The model already knows curl. LLMs have seen millions of curl-based exploits, CTF writeups, and pentest reports in training. Structured tools require learning a new API. curl is already in the model’s muscle memory.

One tool, zero cognitive overhead. With 10 structured tools, the agent spends tokens deciding which to use. With shell, it just writes the command.

Composability. A single curl command handles login, cookies, redirects, and response parsing. With structured tools, that’s 4 separate calls with state management.

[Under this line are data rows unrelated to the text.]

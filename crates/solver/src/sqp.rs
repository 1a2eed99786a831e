use nalgebra::{DMatrix, DVector};
use tracing::trace;

use crate::config::SolverConfig;
use crate::system::{ResidualSystem, SolveOutcome};
use crate::lm;

/// Sequential quadratic programming variant used whenever temporary
/// constraints are registered.
///
/// The driving ("hard") residuals are solved to convergence first; the
/// temporary ("soft") residuals are then reduced best-effort with steps
/// projected onto the null space of the hard Jacobian, so a temporary
/// constraint never displaces a satisfied driving constraint and never
/// consumes a degree of freedom.
pub fn solve<H, S>(hard: &H, soft: &S, x: &mut [f64], config: &SolverConfig) -> SolveOutcome
where
    H: ResidualSystem + ?Sized,
    S: ResidualSystem + ?Sized,
{
    let n = x.len();
    let outcome = lm::solve(hard, x, config);
    if n == 0 || soft.residual_count() == 0 {
        return outcome;
    }

    // Short restoration runs pull the iterate back onto the hard manifold
    // after each projected soft step.
    let restore = SolverConfig {
        max_iterations: 25,
        ..config.clone()
    };

    let mut soft_cost = soft.residual_norm(x);
    for iteration in 0..config.max_iterations {
        if soft_cost < config.convergence {
            break;
        }

        let rs = soft.residual_vector(x);
        let js = soft.jacobian(x);
        let grad = js.transpose() * &rs;
        let mut jtj = js.transpose() * &js;
        for i in 0..n {
            jtj[(i, i)] += 1e-8;
        }
        let step = match jtj.cholesky() {
            Some(chol) => chol.solve(&grad.scale(-1.0)),
            None => grad.scale(-1.0),
        };

        let projected = project_on_null_space(hard, x, step);
        if projected.norm() < 1e-12 {
            break; // soft system fully opposed by driving constraints
        }

        let mut accepted = false;
        let mut t = 1.0;
        for _ in 0..8 {
            let mut trial = x.to_vec();
            for i in 0..n {
                trial[i] += t * projected[i];
            }
            lm::solve(hard, &mut trial, &restore);
            let trial_cost = soft.residual_norm(&trial);
            if trial_cost < soft_cost - 1e-14 {
                x.copy_from_slice(&trial);
                soft_cost = trial_cost;
                accepted = true;
                break;
            }
            t *= 0.5;
        }

        if config.per_iteration() {
            trace!(iteration, soft_residual = soft_cost, "sqp iteration");
        }
        if !accepted {
            break;
        }
    }

    SolveOutcome {
        converged: outcome.converged,
        iterations: outcome.iterations,
        residual: hard.residual_norm(x),
    }
}

/// `(I - V_r V_r^T) step`, where `V_r` spans the row space of the hard
/// Jacobian at `x`. With no hard residuals the projection is the identity.
fn project_on_null_space<H: ResidualSystem + ?Sized>(
    hard: &H,
    x: &[f64],
    step: DVector<f64>,
) -> DVector<f64> {
    if hard.residual_count() == 0 {
        return step;
    }
    let jac = hard.jacobian(x);
    let n = x.len();
    let svd = jac.svd(false, true);
    let Some(v_t) = svd.v_t.as_ref() else {
        return step;
    };
    let max_sv = svd.singular_values.iter().cloned().fold(0.0_f64, f64::max);
    let tol = max_sv * 1e-10;
    let mut projector: DMatrix<f64> = DMatrix::identity(n, n);
    for (i, sv) in svd.singular_values.iter().enumerate() {
        if *sv > tol {
            let row = v_t.row(i);
            projector -= row.transpose() * row;
        }
    }
    projector * step
}
//! Session facade: owns the parameter store, the geometry list and the
//! constraint registry, and drives the numeric solvers over them.
//!
//! A solve never mutates the store in place. The free-variable solution is
//! staged until [`Session::apply`] commits it, so callers can inspect the
//! [`SolveStatus`] first and discard a result they do not want.

use std::collections::BTreeSet;

use nalgebra::DMatrix;
use serde::{Deserialize, Serialize};
use tracing::debug;

use planar_solver::{
    bfgs, dogleg, lm, sqp, Algorithm, ResidualSystem, SolveMethod, SolverConfig,
};

use crate::constraint::{
    Constraint, ConstraintId, ConstraintKind, ConstraintRegistry, Modifiers,
};
use crate::error::Result;
use crate::geometry::{
    Arc, ArcOfEllipse, ArcOfHyperbola, ArcOfParabola, BSpline, Circle, Ellipse, Geometry,
    GeometryId, Hyperbola, Line, Parabola, Point,
};
use crate::params::{ParamIndex, ParameterStore, Tag, UNTAGGED};

/// Outcome of the last [`Session::solve`], including post-solve diagnosis
/// of the driving constraint set.
#[derive(Debug, Clone, Serialize, Deserialize)]
pub struct SolveStatus {
    pub converged: bool,
    pub iterations: usize,
    /// Residual 2-norm of the driving system at termination.
    pub residual: f64,
    /// Algorithm that actually ran (SQP whenever temporary constraints
    /// were present, the requested one otherwise).
    pub method: SolveMethod,
    /// Remaining degrees of freedom: free parameters minus the rank of the
    /// driving Jacobian at the solution.
    pub dof: usize,
    /// Tags of constraints unsatisfied at termination.
    pub conflicting: BTreeSet<Tag>,
    /// Tags of satisfied constraints contributing no Jacobian rank.
    pub redundant: BTreeSet<Tag>,
    /// Tags of satisfied constraints contributing some, but not full, rank.
    pub partially_redundant: BTreeSet<Tag>,
}

impl SolveStatus {
    pub fn fully_constrained(&self) -> bool {
        self.converged && self.dof == 0 && self.conflicting.is_empty()
    }

    pub fn has_conflicts(&self) -> bool {
        !self.conflicting.is_empty()
    }

    pub fn has_redundancies(&self) -> bool {
        !self.redundant.is_empty() || !self.partially_redundant.is_empty()
    }
}

/// The facade over store, geometry and constraints.
#[derive(Debug, Default)]
pub struct Session {
    store: ParameterStore,
    geometries: Vec<Geometry>,
    registry: ConstraintRegistry,
    config: SolverConfig,
    status: Option<SolveStatus>,
    /// Staged `(index, value)` pairs from the last solve.
    pending: Vec<(ParamIndex, f64)>,
}

impl Session {
    pub fn new() -> Self {
        Self::default()
    }

    pub fn with_config(config: SolverConfig) -> Self {
        Self {
            config,
            ..Self::default()
        }
    }

    pub fn config(&self) -> &SolverConfig {
        &self.config
    }

    pub fn set_config(&mut self, config: SolverConfig) {
        self.config = config;
    }

    // ── parameters ──

    pub fn push_param(&mut self, value: f64, fixed: bool) -> ParamIndex {
        self.store.push(value, fixed)
    }

    pub fn push_param_tagged(&mut self, value: f64, fixed: bool, tag: Tag) -> ParamIndex {
        self.store.push_tagged(value, fixed, tag)
    }

    pub fn param(&self, index: ParamIndex) -> Result<f64> {
        self.store.get(index)
    }

    pub fn set_param(&mut self, index: ParamIndex, value: f64, fixed: bool) -> Result<()> {
        self.store.set(index, value, fixed)
    }

    pub fn is_fixed(&self, index: ParamIndex) -> Result<bool> {
        self.store.is_fixed(index)
    }

    pub fn param_count(&self) -> usize {
        self.store.len()
    }

    /// Committed values of every slot, in index order.
    pub fn snapshot(&self) -> Vec<f64> {
        self.store.snapshot()
    }

    // ── geometry ──

    fn add_geometry(&mut self, geometry: Geometry) -> Result<GeometryId> {
        geometry.validate(&self.store)?;
        let id = self.geometries.len();
        self.geometries.push(geometry);
        Ok(id)
    }

    pub fn add_point(&mut self, x: ParamIndex, y: ParamIndex) -> Result<GeometryId> {
        self.add_geometry(Geometry::Point(Point::new(x, y)))
    }

    pub fn add_line(&mut self, start: Point, end: Point) -> Result<GeometryId> {
        self.add_geometry(Geometry::Line(Line::new(start, end)))
    }

    pub fn add_circle(&mut self, center: Point, radius: ParamIndex) -> Result<GeometryId> {
        self.add_geometry(Geometry::Circle(Circle { center, radius }))
    }

    /// Add a circular arc. Its internal rules constraint (endpoints tied to
    /// center, radius and curve parameters) is registered automatically.
    pub fn add_arc(&mut self, arc: Arc) -> Result<GeometryId> {
        let id = self.add_geometry(Geometry::Arc(arc))?;
        self.add_arc_rules(id)?;
        Ok(id)
    }

    pub fn add_ellipse(&mut self, ellipse: Ellipse) -> Result<GeometryId> {
        self.add_geometry(Geometry::Ellipse(ellipse))
    }

    pub fn add_arc_of_ellipse(&mut self, arc: ArcOfEllipse) -> Result<GeometryId> {
        let id = self.add_geometry(Geometry::ArcOfEllipse(arc))?;
        self.add_arc_rules(id)?;
        Ok(id)
    }

    pub fn add_parabola(&mut self, parabola: Parabola) -> Result<GeometryId> {
        self.add_geometry(Geometry::Parabola(parabola))
    }

    pub fn add_arc_of_parabola(&mut self, arc: ArcOfParabola) -> Result<GeometryId> {
        let id = self.add_geometry(Geometry::ArcOfParabola(arc))?;
        self.add_arc_rules(id)?;
        Ok(id)
    }

    pub fn add_hyperbola(&mut self, hyperbola: Hyperbola) -> Result<GeometryId> {
        self.add_geometry(Geometry::Hyperbola(hyperbola))
    }

    pub fn add_arc_of_hyperbola(&mut self, arc: ArcOfHyperbola) -> Result<GeometryId> {
        let id = self.add_geometry(Geometry::ArcOfHyperbola(arc))?;
        self.add_arc_rules(id)?;
        Ok(id)
    }

    pub fn add_bspline(&mut self, bspline: BSpline) -> Result<GeometryId> {
        self.add_geometry(Geometry::BSpline(bspline))
    }

    fn add_arc_rules(&mut self, arc: GeometryId) -> Result<()> {
        self.registry.add(
            ConstraintKind::ArcRules { arc },
            Modifiers::default(),
            UNTAGGED,
            &self.geometries,
            &self.store,
        )?;
        Ok(())
    }

    pub fn geometry(&self, id: GeometryId) -> Option<&Geometry> {
        self.geometries.get(id)
    }

    pub fn geometry_count(&self) -> usize {
        self.geometries.len()
    }

    // ── constraints ──

    pub fn add_constraint(
        &mut self,
        kind: ConstraintKind,
        modifiers: Modifiers,
        tag: Tag,
    ) -> Result<ConstraintId> {
        self.registry
            .add(kind, modifiers, tag, &self.geometries, &self.store)
    }

    pub fn constraint_count(&self) -> usize {
        self.registry.len()
    }

    /// Residuals of one constraint at the *current* (committed) parameter
    /// values. This is how non-driving constraints are read out.
    pub fn constraint_residual(&self, id: ConstraintId) -> Option<Vec<f64>> {
        let constraint = self.registry.get(id)?;
        let params = self.store.snapshot();
        let mut out = vec![0.0; constraint.residual_count()];
        constraint.eval(&params, &mut out);
        Some(out)
    }

    /// Remove every constraint carrying `tag` and retire the parameters
    /// pushed under it. Any staged solution is discarded as stale.
    pub fn remove_by_tag(&mut self, tag: Tag) -> usize {
        let removed = self.registry.remove_by_tag(tag);
        let retired = self.store.retire_tag(tag);
        if removed > 0 || retired > 0 {
            self.pending.clear();
            self.status = None;
        }
        removed
    }

    /// Drop everything: parameters, geometry, constraints, staged results.
    pub fn clear(&mut self) {
        self.store.clear();
        self.geometries.clear();
        self.registry.clear();
        self.pending.clear();
        self.status = None;
    }

    // ── solving ──

    /// Run the requested algorithm over the free parameters. Temporary
    /// constraints force the SQP path regardless of `algorithm`. The
    /// solution is staged, not committed; call [`Session::apply`].
    pub fn solve(&mut self, algorithm: Algorithm) -> &SolveStatus {
        let free = self.store.free_indices();
        let base = self.store.snapshot();

        let hard: Vec<Constraint> = self
            .registry
            .iter()
            .filter(|c| c.driving && !c.temporary)
            .cloned()
            .collect();
        let soft: Vec<Constraint> = self
            .registry
            .iter()
            .filter(|c| c.driving && c.temporary)
            .cloned()
            .collect();

        // any temporary constraint forces SQP, driving or not; a
        // non-driving temporary still contributes no soft residuals
        let method = if self.registry.iter().any(|c| c.temporary) {
            SolveMethod::Sqp
        } else {
            SolveMethod::from(algorithm)
        };

        let hard_system = ConstraintSystem::new(&hard, &free, &base);
        let mut x: Vec<f64> = free.iter().map(|&i| base[i]).collect();
        let outcome = match method {
            SolveMethod::DogLeg => dogleg::solve(&hard_system, &mut x, &self.config),
            SolveMethod::LevenbergMarquardt => lm::solve(&hard_system, &mut x, &self.config),
            SolveMethod::Bfgs => bfgs::solve(&hard_system, &mut x, &self.config),
            SolveMethod::Sqp => {
                let soft_system = ConstraintSystem::new(&soft, &free, &base);
                sqp::solve(&hard_system, &soft_system, &mut x, &self.config)
            }
        };

        let mut solution = base;
        for (&index, &value) in free.iter().zip(x.iter()) {
            solution[index] = value;
        }

        let diagnosis = diagnose(&hard, &free, &solution, outcome.converged, &self.config);

        if self.config.debug != planar_solver::DebugMode::Off {
            debug!(
                ?method,
                converged = outcome.converged,
                iterations = outcome.iterations,
                residual = outcome.residual,
                dof = diagnosis.dof,
                "solve finished"
            );
        }

        self.pending = free.iter().map(|&i| (i, solution[i])).collect();
        self.status.insert(SolveStatus {
            converged: outcome.converged,
            iterations: outcome.iterations,
            residual: outcome.residual,
            method,
            dof: diagnosis.dof,
            conflicting: diagnosis.conflicting,
            redundant: diagnosis.redundant,
            partially_redundant: diagnosis.partially_redundant,
        })
    }

    /// Status of the last solve, if one ran since the last clear/removal.
    pub fn status(&self) -> Option<&SolveStatus> {
        self.status.as_ref()
    }

    /// Commit the staged solution into the store. Fixed parameters are
    /// untouched by construction. No-op (returning `false`) when no
    /// solution is staged.
    pub fn apply(&mut self) -> bool {
        if self.pending.is_empty() {
            return false;
        }
        for (index, value) in std::mem::take(&mut self.pending) {
            // skip slots the caller fixed (or that were retired) after the
            // solve; their current value wins over the staged one
            if let Ok(false) = self.store.is_fixed(index) {
                self.store.set(index, value, false).ok();
            }
        }
        true
    }
}

/// Adapter from a constraint list to the solver-facing residual system.
/// `x` covers the free indices; everything else is read from `base`.
struct ConstraintSystem<'a> {
    constraints: &'a [Constraint],
    free: &'a [ParamIndex],
    base: &'a [f64],
    rows: usize,
}

impl<'a> ConstraintSystem<'a> {
    fn new(constraints: &'a [Constraint], free: &'a [ParamIndex], base: &'a [f64]) -> Self {
        let rows = constraints.iter().map(|c| c.residual_count()).sum();
        Self {
            constraints,
            free,
            base,
            rows,
        }
    }

    fn scatter(&self, x: &[f64]) -> Vec<f64> {
        let mut params = self.base.to_vec();
        for (&index, &value) in self.free.iter().zip(x.iter()) {
            params[index] = value;
        }
        params
    }
}

impl ResidualSystem for ConstraintSystem<'_> {
    fn residual_count(&self) -> usize {
        self.rows
    }

    fn eval(&self, x: &[f64], out: &mut [f64]) {
        let params = self.scatter(x);
        let mut cursor = 0;
        for constraint in self.constraints {
            let n = constraint.residual_count();
            constraint.eval(&params, &mut out[cursor..cursor + n]);
            cursor += n;
        }
    }
}

struct Diagnosis {
    dof: usize,
    conflicting: BTreeSet<Tag>,
    redundant: BTreeSet<Tag>,
    partially_redundant: BTreeSet<Tag>,
}

/// Incremental rank analysis of the driving Jacobian at the solution, in
/// registration order. A constraint whose rows raise the accumulated rank
/// by less than their count is degenerate with its predecessors: redundant
/// when satisfied (no rank gained), partially redundant when satisfied with
/// some gain, conflicting when unsatisfied.
fn diagnose(
    constraints: &[Constraint],
    free: &[ParamIndex],
    solution: &[f64],
    converged: bool,
    config: &SolverConfig,
) -> Diagnosis {
    let n = free.len();
    let x: Vec<f64> = free.iter().map(|&i| solution[i]).collect();
    let sat_tol = config.convergence.max(1e-12).sqrt();

    let mut rows: Vec<Vec<f64>> = Vec::new();
    let mut rank_before = 0;
    let mut conflicting = BTreeSet::new();
    let mut redundant = BTreeSet::new();
    let mut partially_redundant = BTreeSet::new();

    for constraint in constraints {
        let single = std::slice::from_ref(constraint);
        let system = ConstraintSystem::new(single, free, solution);
        let m = system.residual_count();

        let mut residual = vec![0.0; m];
        system.eval(&x, &mut residual);
        let satisfied = residual.iter().all(|v| v.abs() < sat_tol);

        let jac = system.jacobian(&x);
        for i in 0..m {
            let mut row: Vec<f64> = jac.row(i).iter().copied().collect();
            // normalize so a large constraint scale cannot drown earlier
            // rows under the relative rank tolerance
            let norm = row.iter().map(|v| v * v).sum::<f64>().sqrt();
            if norm > 1e-300 {
                for v in &mut row {
                    *v /= norm;
                }
            }
            rows.push(row);
        }
        let rank_after = rank(&rows, n);
        let gained = rank_after.saturating_sub(rank_before);
        rank_before = rank_after;

        if gained < m {
            if satisfied {
                if gained == 0 {
                    redundant.insert(constraint.tag);
                } else {
                    partially_redundant.insert(constraint.tag);
                }
            } else {
                conflicting.insert(constraint.tag);
            }
        } else if !satisfied && !converged {
            conflicting.insert(constraint.tag);
        }
    }

    Diagnosis {
        dof: n - rank_before,
        conflicting,
        redundant,
        partially_redundant,
    }
}

fn rank(rows: &[Vec<f64>], n: usize) -> usize {
    if rows.is_empty() || n == 0 {
        return 0;
    }
    let flat: Vec<f64> = rows.iter().flat_map(|r| r.iter().copied()).collect();
    let matrix = DMatrix::from_row_slice(rows.len(), n, &flat);
    let svd = matrix.svd(false, false);
    let max_sv = svd.singular_values.iter().cloned().fold(0.0_f64, f64::max);
    let tol = (max_sv * 1e-9).max(1e-12);
    svd.singular_values.iter().filter(|sv| **sv > tol).count()
}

Full toolkit. The agent can run sqlmap, write Python exploit scripts, use jq, chain pipes — anything a real pentester would do.

ToolPurposeWhen to use
bashRun any shell commandPrimary tool for all pentesting
save_findingRecord a vulnerabilityWhen you find something
doneSignal completionWhen finished
send_promptTalk to AI/LLM appsAI-specific attacks only

The tool was renamed from shell_exec to bash to match pi-mono’s naming convention. Simpler name, same capability.

Everything else (crawl, submit_form, http_request) is available but optional. The agent can choose structured tools or just use curl. We don’t force a framework.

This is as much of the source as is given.